Buying commercial real estate is an excellent investment since it typically generates higher returns than residential property. It also comes along with other benefits such as for example, longer leases. However, these purchases also attain their complexity and higher risks, especially when looking at financing the asset.
Financing a commercial real estate purchase is a daunting process, especially when you have already found a traditional, first-position commercial real estate loan, but you still lack money to close the deal. The gap between what lenders will provide and what borrowers want from debt sources can be successfully bridged with mezzanine financing.
So, if you want to know more, read on. This article will outline everything you need to know as a borrower about mezzanine loans for commercial real estate.
What is a Mezzanine loan for commercial property?
Mezzanine loans are a creative financing approach that combines debt and equity financing to help investors purchase commercial real estate. Mortgage lenders, such as commercial banks or pension funds, usually offer a mortgage between 50 to 75 percent of the property value. A mezzanine loan is used to reduce the amount of money the buyer needs to complete the purchase. However, mezzanine loans can also assist when improving or renovating commercial properties. Once the work is completed, the loan is replaced by a new first mortgage based on the property's higher value.
Let us give you an example. Suppose a business wants to buy a 100 million dollar property. A senior lender may only want to lend as high as 75% of the value ($75 million). The business does not have all the needed $25 million on its own, so it finds a mezzanine investor to invest $10 million.
Where do mezzanine loans stand in multi-leveled financing?
In a situation where there is multi-level financing for commercial real estate, the money sources are scaled in the following order: senior debt, mezzanine debt, and the owner's equity. This scale is not random. The senior mortgage has legal (and cash flow distribution to parties) priority over all other financing forms. That means that the mezzanine debt is subordinate to the senior mortgage but has a higher priority than the equity portion. In case of a default, the mezzanine lenders have the right to convert their loan into equity (through a previously written warrant) at a predetermined price per share if the borrower doesn’t pay the loan on time or in full. This right comes into effect naturally, only after other senior debts are paid off.
What are the mezzanine loans characteristics?
Mezzanine loans for financing commercial real estate have some specific traits for the way they are structured.
● Have a higher interest rate than senior debt (between 10-20%).
● They offer a fixed part of the return, which makes them less weak than general or common equity.
● They provide no principal amortization and are more often unsecured, and with a higher yield than senior debts.
● As already pointed out, they are subordinate to senior debt and senior to common equity debts.
What are the advantages for borrowers of using a mezzanine loan?

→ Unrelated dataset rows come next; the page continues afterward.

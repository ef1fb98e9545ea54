use chrono::{DateTime, Utc};
use serde::{Deserialize, Serialize};

/// Demo administrator address. Exempt from the email-verification gate.
pub const ADMIN_EMAIL: &str = "admin@example.com";

#[derive(Debug, Clone, Serialize, Deserialize, PartialEq)]
pub struct User {
    pub id: String,
    pub email: String,
    pub name: String,
    #[serde(default)]
    pub phone: Option<String>,
    pub created_at: DateTime<Utc>,
    #[serde(default)]
    pub email_verified: bool,
    #[serde(default)]
    pub role: Role,
}

impl User {
    pub fn is_admin(&self) -> bool {
        self.role == Role::Admin
    }

    /// True when the verification screen must be shown for this user.
    pub fn needs_verification(&self) -> bool {
        !self.email_verified && self.email != ADMIN_EMAIL
    }
}

#[derive(Debug, Clone, Copy, Default, Serialize, Deserialize, PartialEq, Eq)]
#[serde(rename_all = "lowercase")]
pub enum Role {
    #[default]
    User,
    Admin,
}

impl Role {
    pub fn as_str(&self) -> &'static str {
        match self {
            Role::User => "user",
            Role::Admin => "admin",
        }
    }

    pub fn parse(s: &str) -> Self {
        match s {
            "admin" => Role::Admin,
            _ => Role::User,
        }
    }
}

There are a few advantages why borrowers would consider a mezzanine loan as part of the capital required for the financing of commercial real estate:
1) Reducing the amount of needed equity. One of the most important benefits mezzanine loans offer is the reduction of the amount of equity required to fund the purchase, renovation, or expansion of a commercial real estate project. For example, suppose a borrower does not have enough equity to purchase a property. Rather than miss an opportunity, they can choose between two options. The first is pursuing a mezzanine loan to bridge the hole between the amount of equity they have and the amount of equity they need to purchase the property. The second (less attractive option) is to bring in additional investors to supply the required remaining equity. This scenario will bring to equity dilution and usually a lower amount of control from the borrower's side on the property.
2) Boosting equity returns. The less equity a borrower uses for a property, the higher their returns will be. So, instead of trading a large amount of equity for capital, borrowers can minimize their equity dilution while borrowing more than traditional banks want to lend. For example, an investor can use their remaining equity for another deal, which would further leverage their returns.
3) Flexible financing. Mezzanine loans are usually offered with a tailor-made approach in mind. That means that they provide a large space for maneuver in shaping amortization schedules, agreeing on the borrowing rules, or specifying special conditions for repayment. Furthermore, these loans typically do not require a lot of due diligence. The borrower also does not need to present an asset to take the loan, so it is feasible to close more quickly than other loan types.
4) Various repayment options. Mezzanine lenders can include different features as repayment options. Borrowers can pay interest charges with cash, add them to the loan balance, or use equity-like instruments to pay the lender. They can also use, for example, PIK toggles, which allow the borrower to "pay" its interest payments in forms other than cash. Suppose the company can not make an interest payment as scheduled. In that case, it can postpone some or all of the interest for some time.
Mezzanine loans are a necessary funding tool for real estate investors. They are an excellent option for closing the gaps after an initial lender has contributed a loan. It frees the borrowers' funds or adds up when the borrower is short of affording the real estate purchase. And though their interest rates are high, mezzanine loans result in less money out of the investors' pocket and an increase in equity return.
To decide whether the mezzanine loan is appropriate for a specific investment, hire an analyst who will construct detailed financial models and help you understand all the benefits and weaknesses of the particular financial structure.